MON-612 Familial Dysalbuminemic Hyperthyroxinemia Cases in Five Unrelated Japanese Families and the Influences on Free T4 Measurement

Abstract

Familial dysalbuminemic hyperthyroxinemia (FDH) is caused by abnormal human serum albumin (HSA) with an increased thyroxine (T4) affinity leading to euthyroid hyperthyroxinemia. In Japanese FDH patients with the HSAR218P mutation, not only one-step but also two-step immunoassays for free T4 (FT4) can yield false-positive results. Therefore, it is difficult to distinguish FDH from syndrome of inappropriate secretion of TSH, even when multiple assays are used. Patient 1 was a 29-year-old pregnant woman.
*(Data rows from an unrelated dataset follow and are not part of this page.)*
//! Tracker configuration
//!
//! All tunables live in one [`TrackerConfig`]. Every setter validates the
//! whole configuration before committing, so a rejected change leaves the
//! previous values in effect. The configuration is stored on the card as
//! `CONFIG.BIN` (postcard) and read back at boot.

use alloc::vec::Vec;

use log::{info, warn};
use serde::{Deserialize, Serialize};
use thiserror_no_std::Error;

use crate::error::TrackerError;
use crate::gnss::FixCriteria;
use crate::storage::{FileStore, StorageError, CONFIG_FILE};
use crate::time::TimeZone;
use crate::time_manager::{
    TimeManagerConfig, MAX_SYNC_INTERVAL_MS, MAX_SYNC_RETRIES, MAX_SYNC_TIMEOUT_MS,
    MIN_SYNC_INTERVAL_MS, MIN_SYNC_TIMEOUT_MS,
};
use crate::transmit::{TransmitSettings, MAX_SBD_PAYLOAD};

/// Bumped whenever the stored layout changes; older files fall back to defaults.
pub const CONFIG_VERSION: u8 = 1;
const CONFIG_STAGING_FILE: &str = "CONFIG.TMP";
const MAX_CONFIG_BYTES: usize = 256;

pub const MIN_POWER_INTERVAL_MS: u32 = 100;
pub const MIN_GNSS_INTERVAL_MS: u32 = 1000;
pub const MIN_STATUS_INTERVAL_MS: u32 = 1000;
pub const MIN_DRAIN_INTERVAL_MS: u32 = 1000;
pub const MAX_SESSION_MINUTES: u16 = 1440;
pub const MAX_TRANSMIT_RETRIES: u8 = 10;
pub const MAX_SIGNAL_BARS: u8 = 5;

#[derive(Error, Debug, Clone, Copy, PartialEq, Eq)]
pub enum ConfigError {
    #[error("power sample interval must be at least 100 ms")]
    PowerInterval,
    #[error("GNSS sample interval must be at least 1000 ms")]
    GnssInterval,
    #[error("status interval must be at least 1000 ms")]
    StatusInterval,
    #[error("session duration must be 1..=1440 minutes")]
    SessionDuration,
    #[error("sync interval must be 5 min..=24 h")]
    SyncInterval,
    #[error("sync timeout must be 1 s..=5 min")]
    SyncTimeout,
    #[error("at most 10 sync retries")]
    SyncRetries,
    #[error("time zone offset out of range")]
    TimeZone,
    #[error("minimum satellites must be 1..=32")]
    MinSatellites,
    #[error("maximum HDOP must be positive")]
    MaxHdop,
    #[error("minimum signal must be 0..=5")]
    MinSignal,
    #[error("transmit payload must be 1..=95 bytes")]
    Payload,
    #[error("transmit retries must be 1..=10")]
    TransmitRetries,
    #[error("batch drain interval must be at least 1000 ms")]
    DrainInterval,
    #[error("rotation threshold must be at least one payload")]
    RotationThreshold,
    #[error("failed to encode configuration")]
    Encode,
    #[error("stored configuration is unreadable")]
    Decode,
    #[error("storage error: {0}")]
    Storage(StorageError),
}

impl From<StorageError> for ConfigError {
    fn from(e: StorageError) -> Self {
        ConfigError::Storage(e)
    }
}

impl From<ConfigError> for TrackerError {
    fn from(e: ConfigError) -> Self {
        match e {
            ConfigError::Storage(e) => e.into(),
            _ => TrackerError::InvalidConfiguration,
        }
    }
}

/// Where each sample goes when it is composed.
#[derive(Debug, Clone, Copy, PartialEq, Eq, Default, Serialize, Deserialize)]
pub enum LoggingMode {
    /// Append and flush every row as it is produced.
    #[default]
    Direct,
    /// Hold rows in RAM and write them in batches.
    Batch,
}

#[derive(Debug, Clone, Copy, PartialEq, Serialize, Deserialize)]
pub struct TrackerConfig {
    pub version: u8,
    pub power_sample_interval_ms: u32,
    pub gnss_sample_interval_ms: u32,
    pub status_report_interval_ms: u32,
    pub session_duration_min: u16,
    pub logging_mode: LoggingMode,
    pub batch_drain_interval_ms: u32,
    pub time: TimeManagerConfig,
    pub fix_criteria: FixCriteria,
    pub min_signal_quality: u8,
    pub max_transmit_payload: u8,
    pub transmit_retries: u8,
    pub transmit_backoff_ms: u32,
    /// Append validated fixes to the compact fix log.
    pub fix_log_enabled: bool,
    /// Rotate the fix log once it grows past this many bytes.
    pub rotation_threshold_bytes: Option<u32>,
}

impl Default for TrackerConfig {
    fn default() -> Self {
        Self {
            version: CONFIG_VERSION,
            power_sample_interval_ms: 1000,
            gnss_sample_interval_ms: 5000,
            status_report_interval_ms: 30_000,
            session_duration_min: 5,
            logging_mode: LoggingMode::Direct,
            batch_drain_interval_ms: 30_000,
            time: TimeManagerConfig::default(),
            fix_criteria: FixCriteria::default(),
            min_signal_quality: 2,
            max_transmit_payload: MAX_SBD_PAYLOAD as u8,
            transmit_retries: 3,
            transmit_backoff_ms: 5000,
            fix_log_enabled: true,
            rotation_threshold_bytes: None,
        }
    }
}

impl TrackerConfig {
    pub fn validate(&self) -> Result<(), ConfigError> {
        if self.power_sample_interval_ms < MIN_POWER_INTERVAL_MS {
            return Err(ConfigError::PowerInterval);
        }
        if self.gnss_sample_interval_ms < MIN_GNSS_INTERVAL_MS {
            return Err(ConfigError::GnssInterval);
        }
        if self.status_report_interval_ms < MIN_STATUS_INTERVAL_MS {
            return Err(ConfigError::StatusInterval);
        }
        if !(1..=MAX_SESSION_MINUTES).contains(&self.session_duration_min) {
            return Err(ConfigError::SessionDuration);
        }
        if self.batch_drain_interval_ms < MIN_DRAIN_INTERVAL_MS {
            return Err(ConfigError::DrainInterval);
        }

        let time = &self.time;
        if !(MIN_SYNC_INTERVAL_MS..=MAX_SYNC_INTERVAL_MS).contains(&time.sync_interval_ms) {
            return Err(ConfigError::SyncInterval);
        }
        if !(MIN_SYNC_TIMEOUT_MS..=MAX_SYNC_TIMEOUT_MS).contains(&time.sync_timeout_ms) {
            return Err(ConfigError::SyncTimeout);
        }
        if time.max_sync_retries > MAX_SYNC_RETRIES {
            return Err(ConfigError::SyncRetries);
        }
        if !time.default_timezone.is_valid() {
            return Err(ConfigError::TimeZone);
        }

        if !(1..=32).contains(&self.fix_criteria.min_satellites) {
            return Err(ConfigError::MinSatellites);
        }
        // Also rejects NaN.
        if !(self.fix_criteria.max_hdop > 0.0) {
            return Err(ConfigError::MaxHdop);
        }

        if self.min_signal_quality > MAX_SIGNAL_BARS {
            return Err(ConfigError::MinSignal);
        }
        if !(1..=MAX_SBD_PAYLOAD).contains(&usize::from(self.max_transmit_payload)) {
            return Err(ConfigError::Payload);
        }
        if !(1..=MAX_TRANSMIT_RETRIES).contains(&self.transmit_retries) {
            return Err(ConfigError::TransmitRetries);
        }
        if self
            .rotation_threshold_bytes
            .is_some_and(|t| t < u32::from(self.max_transmit_payload))
        {
            return Err(ConfigError::RotationThreshold);
        }
        Ok(())
    }

    /// Apply `change` to a copy and commit only if the result validates.
    pub fn update(&mut self, change: impl FnOnce(&mut Self)) -> Result<(), ConfigError> {
        let mut candidate = *self;
        change(&mut candidate);
        candidate.validate()?;
        *self = candidate;
        Ok(())
    }

    pub fn timezone(&self) -> TimeZone {
        self.time.default_timezone
    }

    pub fn session_duration_ms(&self) -> u32 {
        u32::from(self.session_duration_min) * 60_000
    }

    /// Default rotation size: two transmit units.
    pub fn default_rotation_threshold(&self) -> u32 {
        2 * u32::from(self.max_transmit_payload)
    }

    pub fn transmit_settings(&self) -> TransmitSettings {
        TransmitSettings {
            max_payload: usize::from(self.max_transmit_payload),
            max_retries: self.transmit_retries,
            min_signal: self.min_signal_quality,
            backoff_ms: self.transmit_backoff_ms,
        }
    }

    pub fn to_bytes(&self) -> Result<Vec<u8>, ConfigError> {
        postcard::to_allocvec(self).map_err(|_| ConfigError::Encode)
    }

    pub fn from_bytes(bytes: &[u8]) -> Result<Self, ConfigError> {
        let config: Self = postcard::from_bytes(bytes).map_err(|_| ConfigError::Decode)?;
        if config.version != CONFIG_VERSION {
            return Err(ConfigError::Decode);
        }
        config.validate()?;
        Ok(config)
    }

    /// Read `CONFIG.BIN`, falling back to defaults when it is missing or bad.
    pub fn load(store: &mut impl FileStore) -> Self {
        match Self::read_from(store) {
            Ok(Some(config)) => {
                info!("loaded {}", CONFIG_FILE);
                config
            }
            Ok(None) => {
                info!("no {}, using defaults", CONFIG_FILE);
                Self::default()
            }
            Err(e) => {
                warn!("ignoring {}: {}", CONFIG_FILE, e);
                Self::default()
            }
        }
    }

    fn read_from(store: &mut impl FileStore) -> Result<Option<Self>, ConfigError> {
        let Some(size) = store.size(CONFIG_FILE)? else {
            return Ok(None);
        };
        let size = size as usize;
        if size == 0 || size > MAX_CONFIG_BYTES {
            return Err(ConfigError::Decode);
        }
        let mut buf = [0u8; MAX_CONFIG_BYTES];
        let n = store.read_at(CONFIG_FILE, 0, &mut buf[..size])?;
        Self::from_bytes(&buf[..n]).map(Some)
    }

    /// Write via a staging file so a reset mid-write keeps the old file.
    pub fn save(&self, store: &mut impl FileStore) -> Result<(), ConfigError> {
        self.validate()?;
        let bytes = self.to_bytes()?;

        let _ = store.remove(CONFIG_STAGING_FILE);
        let staged = store
            .create_truncated(CONFIG_STAGING_FILE)
            .and_then(|()| store.append(CONFIG_STAGING_FILE, &bytes))
            .and_then(|()| store.flush())
            .and_then(|()| store.replace(CONFIG_STAGING_FILE, CONFIG_FILE));
        if let Err(e) = staged {
            let _ = store.remove(CONFIG_STAGING_FILE);
            return Err(e.into());
        }
        info!("saved {} ({} bytes)", CONFIG_FILE, bytes.len());
        Ok(())
    }
}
A radiographic examination and hormone stimulation test were not performed. We suspected that the patient had FDH because of her family history such as abnormal thyroid function and hyperthyroxinemia (Total T4 level was greater than the measurement sensitivity). Genetic analysis using direct sequencing for HSA revealed that she was consistent with FDH. She experienced a normal delivery. Other patients were performed the thyroid test with Chief complaints of infertility or depression and their thyroid function abnormalities were pointed out. Thyroid function tests revealed elevated FT4 and FT3 levels; their TSH level was within the reference range in all patients. To investigate T4 to HSA binding, gel filtration high-performance liquid chromatography was used for the biochemical analyses. Furthermore, FT4 was measured in FDH patients using one-step method LUMIPULSE (Fujirebio) using T3 as an antigen and an anti-T4 antibody as a label. The genomic analysis revealed a heterozygous missense mutation in HSA(R218P). In FDH patient sera, the albumin effluent corresponded to the peaks for total T4 (TT4); approximately 60% of the T4 in the effluent was detected as FT4. Mean FT4 level measured with LUMIPULSE was 1.28 ng/dL within the reference value range. In the FDH patients, a relatively larger quantity of T4 was bound to abnormal HSA. This bound T4 was measured as FT4 during the analysis. When thyroid function abnormality without clinical findings is observed, it is considered preferable to understand the antigen and antibody to be used and to select measurement method.